*WHAT IS BEING ASKED*. Please give again, word for word, the lines that lie between the start of the listing below and the line with "use seed_data::config::DocumentSeedCounts;", both included.

*DATASET EXTRACT*.
- Opening Delimiter -

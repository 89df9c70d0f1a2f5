//! Document seed script - populates the MongoDB exercise database
//!
//! Run with:
//! ```
//! cargo run -p seed-data --bin seed_documents
//! ```

use anyhow::Context;
use bson::doc;
use mongodb::{Client, options::ClientOptions};
use tracing_subscriber::EnvFilter;

use blood_bank::documents::DATABASE_NAME;
use seed_data::config::DocumentSeedCounts;
use seed_data::document::{DocumentSeeder, build_documents};

#[tokio::main]
async fn main() -> anyhow::Result<()> {
    tracing_subscriber::fmt()
        .with_env_filter(
            EnvFilter::try_from_default_env().unwrap_or_else(|_| EnvFilter::new("info")),
        )
        .init();

    dotenvy::dotenv().ok();
    let uri = std::env::var("MONGODB_URI")
        .context("MONGODB_URI must be set (directly or in a .env file)")?;

    let mut options = ClientOptions::parse(&uri).await?;
    options.app_name = Some("blood-bank-seed".to_string());
    let client = Client::with_options(options)?;

    client
        .database("admin")
        .run_command(doc! { "ping": 1 }, None)
        .await?;
    tracing::info!("Connected to MongoDB");

    let mut rng = rand::thread_rng();

    let data = build_documents(&DocumentSeedCounts::default(), &mut rng)?;
    let seeder = DocumentSeeder::new(client.database(DATABASE_NAME));
    let summary = seeder.seed(&data, &mut rng).await?;

    tracing::info!("Seed completed!");
    tracing::info!("  Users: {}", summary.users);
    tracing::info!("  Doctors: {}", summary.doctors);
    tracing::info!("  Donors: {}", summary.donors);
    tracing::info!("  Moderators: {}", summary.moderators);
    tracing::info!("  Hospitals: {}", summary.hospitals);
    tracing::info!("  Drivers: {}", summary.drivers);
    tracing::info!("  Nurses: {}", summary.nurses);
    tracing::info!("  Facilities: {}", summary.facilities);
    tracing::info!("  Orders: {}", summary.orders);
    tracing::info!("  Blood bags: {}", summary.blood_bags);

    tracing::info!("Donors per blood group:");
    for row in seeder.donors_per_blood_group().await? {
        tracing::info!("  {}: {}", row.blood_group, row.count);
    }

    tracing::info!("Available qualified blood bags per blood group:");
    for row in seeder.available_bags_per_blood_group().await? {
        tracing::info!("  {}: {}", row.blood_group, row.count);
    }

    Ok(())
}
use std::fmt;

use serde::{Deserialize, Serialize};

/// Donor sex as recorded on the donor row and encoded into the PESEL.
#[derive(Debug, Clone, Copy, PartialEq, Eq, Serialize, Deserialize)]
pub enum Sex {
    Male,
    Female,
}

impl Sex {
    /// Returns the single-letter representation used by the relational schema.
    pub fn as_str(&self) -> &'static str {
        match self {
            Sex::Male => "M",
            Sex::Female => "F",
        }
    }
}

/// ABO blood type. The schema spells type zero as the digit `0`.
#[derive(Debug, Clone, Copy, PartialEq, Eq, Serialize, Deserialize)]
pub enum BloodType {
    #[serde(rename = "0")]
    Zero,
    A,
    B,
    #[serde(rename = "AB")]
    Ab,
}

impl BloodType {
    pub const ALL: [BloodType; 4] = [BloodType::Zero, BloodType::A, BloodType::B, BloodType::Ab];

    /// Returns the database string representation.
    pub fn as_str(&self) -> &'static str {
        match self {
            BloodType::Zero => "0",
            BloodType::A => "A",
            BloodType::B => "B",
            BloodType::Ab => "AB",
        }
    }
}

/// Rh factor.
#[derive(Debug, Clone, Copy, PartialEq, Eq, Serialize, Deserialize)]
pub enum Rh {
    #[serde(rename = "+")]
    Plus,
    #[serde(rename = "-")]
    Minus,
}

impl Rh {
    pub const ALL: [Rh; 2] = [Rh::Plus, Rh::Minus];

    /// Returns the database string representation.
    pub fn as_str(&self) -> &'static str {
        match self {
            Rh::Plus => "+",
            Rh::Minus => "-",
        }
    }
}

/// Full blood group, stored relationally as the `blood_info` composite.
#[derive(Debug, Clone, Copy, PartialEq, Eq, Serialize, Deserialize)]
pub struct BloodGroup {
    pub blood_type: BloodType,
    pub rh: Rh,
}

impl fmt::Display for BloodGroup {
    fn fmt(&self, f: &mut fmt::Formatter<'_>) -> fmt::Result {
        write!(f, "{}{}", self.blood_type.as_str(), self.rh.as_str())
    }
}

/// Order state matching the `order_state` database enum.
#[derive(Debug, Clone, Copy, PartialEq, Eq, Serialize, Deserialize, sqlx::Type)]
#[sqlx(type_name = "order_state", rename_all = "UPPERCASE")]
pub enum OrderState {
    Completed,
    Awaiting,
    Canceled,
}

impl OrderState {
    pub const ALL: [OrderState; 3] = [
        OrderState::Completed,
        OrderState::Awaiting,
        OrderState::Canceled,
    ];

    /// Returns the database string representation.
    pub fn as_str(&self) -> &'static str {
        match self {
            OrderState::Completed => "COMPLETED",
            OrderState::Awaiting => "AWAITING",
            OrderState::Canceled => "CANCELED",
        }
    }

    /// Whether orders in this state still receive blood bags.
    pub fn accepts_blood_bags(&self) -> bool {
        matches!(self, OrderState::Completed | OrderState::Awaiting)
    }
}

/// Donor merit certificate level.
#[derive(Debug, Clone, Copy, PartialEq, Eq, Hash, Serialize, Deserialize)]
pub enum CertificateLevel {
    I,
    II,
    III,
}

impl CertificateLevel {
    pub const ALL: [CertificateLevel; 3] = [
        CertificateLevel::I,
        CertificateLevel::II,
        CertificateLevel::III,
    ];

    /// Returns the database string representation.
    pub fn as_str(&self) -> &'static str {
        match self {
            CertificateLevel::I => "I",
            CertificateLevel::II => "II",
            CertificateLevel::III => "III",
        }
    }
}
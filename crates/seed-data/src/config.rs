//! Configuration types for seeding runs.

use serde::{Deserialize, Serialize};

/// Entity counts for a relational seeding run.
///
/// Defaults reproduce the canonical exercise dataset: a large user base, a
/// small medical staff, and one donation visit per donor on average.
#[derive(Debug, Clone, Serialize, Deserialize)]
pub struct SeedCounts {
    /// Number of user accounts.
    pub users: usize,
    /// Number of users promoted to doctors.
    pub doctors: usize,
    /// Number of nurses.
    pub nurses: usize,
    /// Number of users promoted to moderators.
    pub moderators: usize,
    /// Number of hospitals (each owned by a user).
    pub hospitals: usize,
    /// Number of users registered as donors.
    pub donors: usize,
    /// Number of drivers.
    pub drivers: usize,
    /// Number of transports (each operated by a driver).
    pub transports: usize,
    /// Number of blood orders placed by hospitals.
    pub orders: usize,
    /// Number of donation facilities.
    pub facilities: usize,
    /// Number of donation visits (donation + examination + lab result +
    /// blood bag).
    pub donation_visits: usize,
    /// Number of donors considered for merit certificates.
    pub certificates: usize,
}

impl Default for SeedCounts {
    fn default() -> Self {
        Self {
            users: 5000,
            doctors: 20,
            nurses: 30,
            moderators: 10,
            hospitals: 10,
            donors: 2000,
            drivers: 15,
            transports: 15,
            orders: 20,
            facilities: 5,
            donation_visits: 5000,
            certificates: 100,
        }
    }
}

impl SeedCounts {
    /// Small counts for a quick end-to-end run.
    pub fn smoke() -> Self {
        Self {
            users: 25,
            doctors: 3,
            nurses: 3,
            moderators: 2,
            hospitals: 2,
            donors: 10,
            drivers: 2,
            transports: 3,
            orders: 5,
            facilities: 2,
            donation_visits: 15,
            certificates: 5,
        }
    }

    /// Checks that every referenced entity pool is populated.
    ///
    /// A donation visit samples a donor, a nurse, a doctor, and a facility;
    /// an order samples a hospital; a transport samples a driver. Empty
    /// pools would otherwise only surface as a panic mid-generation.
    pub fn validate(&self) -> Result<(), &'static str> {
        if self.users == 0 {
            return Err("at least one user is required");
        }
        if self.transports > 0 && self.drivers == 0 {
            return Err("transports require at least one driver");
        }
        if self.orders > 0 && self.hospitals == 0 {
            return Err("orders require at least one hospital");
        }
        if self.donation_visits > 0 {
            if self.donors == 0 {
                return Err("donation visits require at least one donor");
            }
            if self.nurses == 0 {
                return Err("donation visits require at least one nurse");
            }
            if self.doctors == 0 {
                return Err("donation visits require at least one doctor");
            }
            if self.facilities == 0 {
                return Err("donation visits require at least one facility");
            }
        }
        if self.certificates > 0 && self.donors == 0 {
            return Err("certificates require at least one donor");
        }
        Ok(())
    }
}

/// Configuration for relational seeding operations.
#[derive(Debug, Clone, Serialize, Deserialize)]
pub struct SeedConfig {
    /// Entity counts.
    pub counts: SeedCounts,
    /// Batch size for database insertions.
    pub batch_size: usize,
}

impl Default for SeedConfig {
    fn default() -> Self {
        Self {
            counts: SeedCounts::default(),
            batch_size: 500,
        }
    }
}

/// Entity counts for a document-store seeding run.
///
/// The document variant has no standalone transports, examinations, or
/// certificates; donors embed their examinations and orders embed their
/// delivery runs. Defaults reproduce the exercise dataset.
#[derive(Debug, Clone, Serialize, Deserialize)]
pub struct DocumentSeedCounts {
    pub users: usize,
    pub doctors: usize,
    pub donors: usize,
    pub moderators: usize,
    pub hospitals: usize,
    pub drivers: usize,
    pub nurses: usize,
    pub facilities: usize,
    pub orders: usize,
    pub blood_bags: usize,
}

impl Default for DocumentSeedCounts {
    fn default() -> Self {
        Self {
            users: 2000,
            doctors: 300,
            donors: 700,
            moderators: 50,
            hospitals: 50,
            drivers: 200,
            nurses: 200,
            facilities: 100,
            orders: 500,
            blood_bags: 3000,
        }
    }
}

impl DocumentSeedCounts {
    /// Small counts for a quick end-to-end run.
    pub fn smoke() -> Self {
        Self {
            users: 20,
            doctors: 4,
            donors: 8,
            moderators: 2,
            hospitals: 3,
            drivers: 3,
            nurses: 4,
            facilities: 3,
            orders: 6,
            blood_bags: 25,
        }
    }

    /// Checks that every referenced entity pool is populated.
    pub fn validate(&self) -> Result<(), &'static str> {
        if self.users == 0 {
            return Err("at least one user is required");
        }
        if self.facilities > 0 && (self.doctors == 0 || self.nurses == 0) {
            return Err("facilities embed doctors and nurses");
        }
        if self.orders > 0 && self.hospitals == 0 {
            return Err("orders require at least one hospital");
        }
        if self.orders > 0 && self.drivers == 0 {
            return Err("order realizations require at least one driver");
        }
        if self.blood_bags > 0 && (self.donors == 0 || self.nurses == 0 || self.facilities == 0) {
            return Err("blood bags reference donors, nurses, and facilities");
        }
        Ok(())
    }
}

- Closing Delimiter -

*TASK SOLUTION*.
repository 89df9c70d0f1a2f5
//! Document seed script - populates the MongoDB exercise database
//!
//! Run with:
//! ```
//! cargo run -p seed-data --bin seed_documents
//! ```

use anyhow::Context;
use bson::doc;
use mongodb::{Client, options::ClientOptions};
use tracing_subscriber::EnvFilter;

use blood_bank::documents::DATABASE_NAME;
use seed_data::config::DocumentSeedCounts;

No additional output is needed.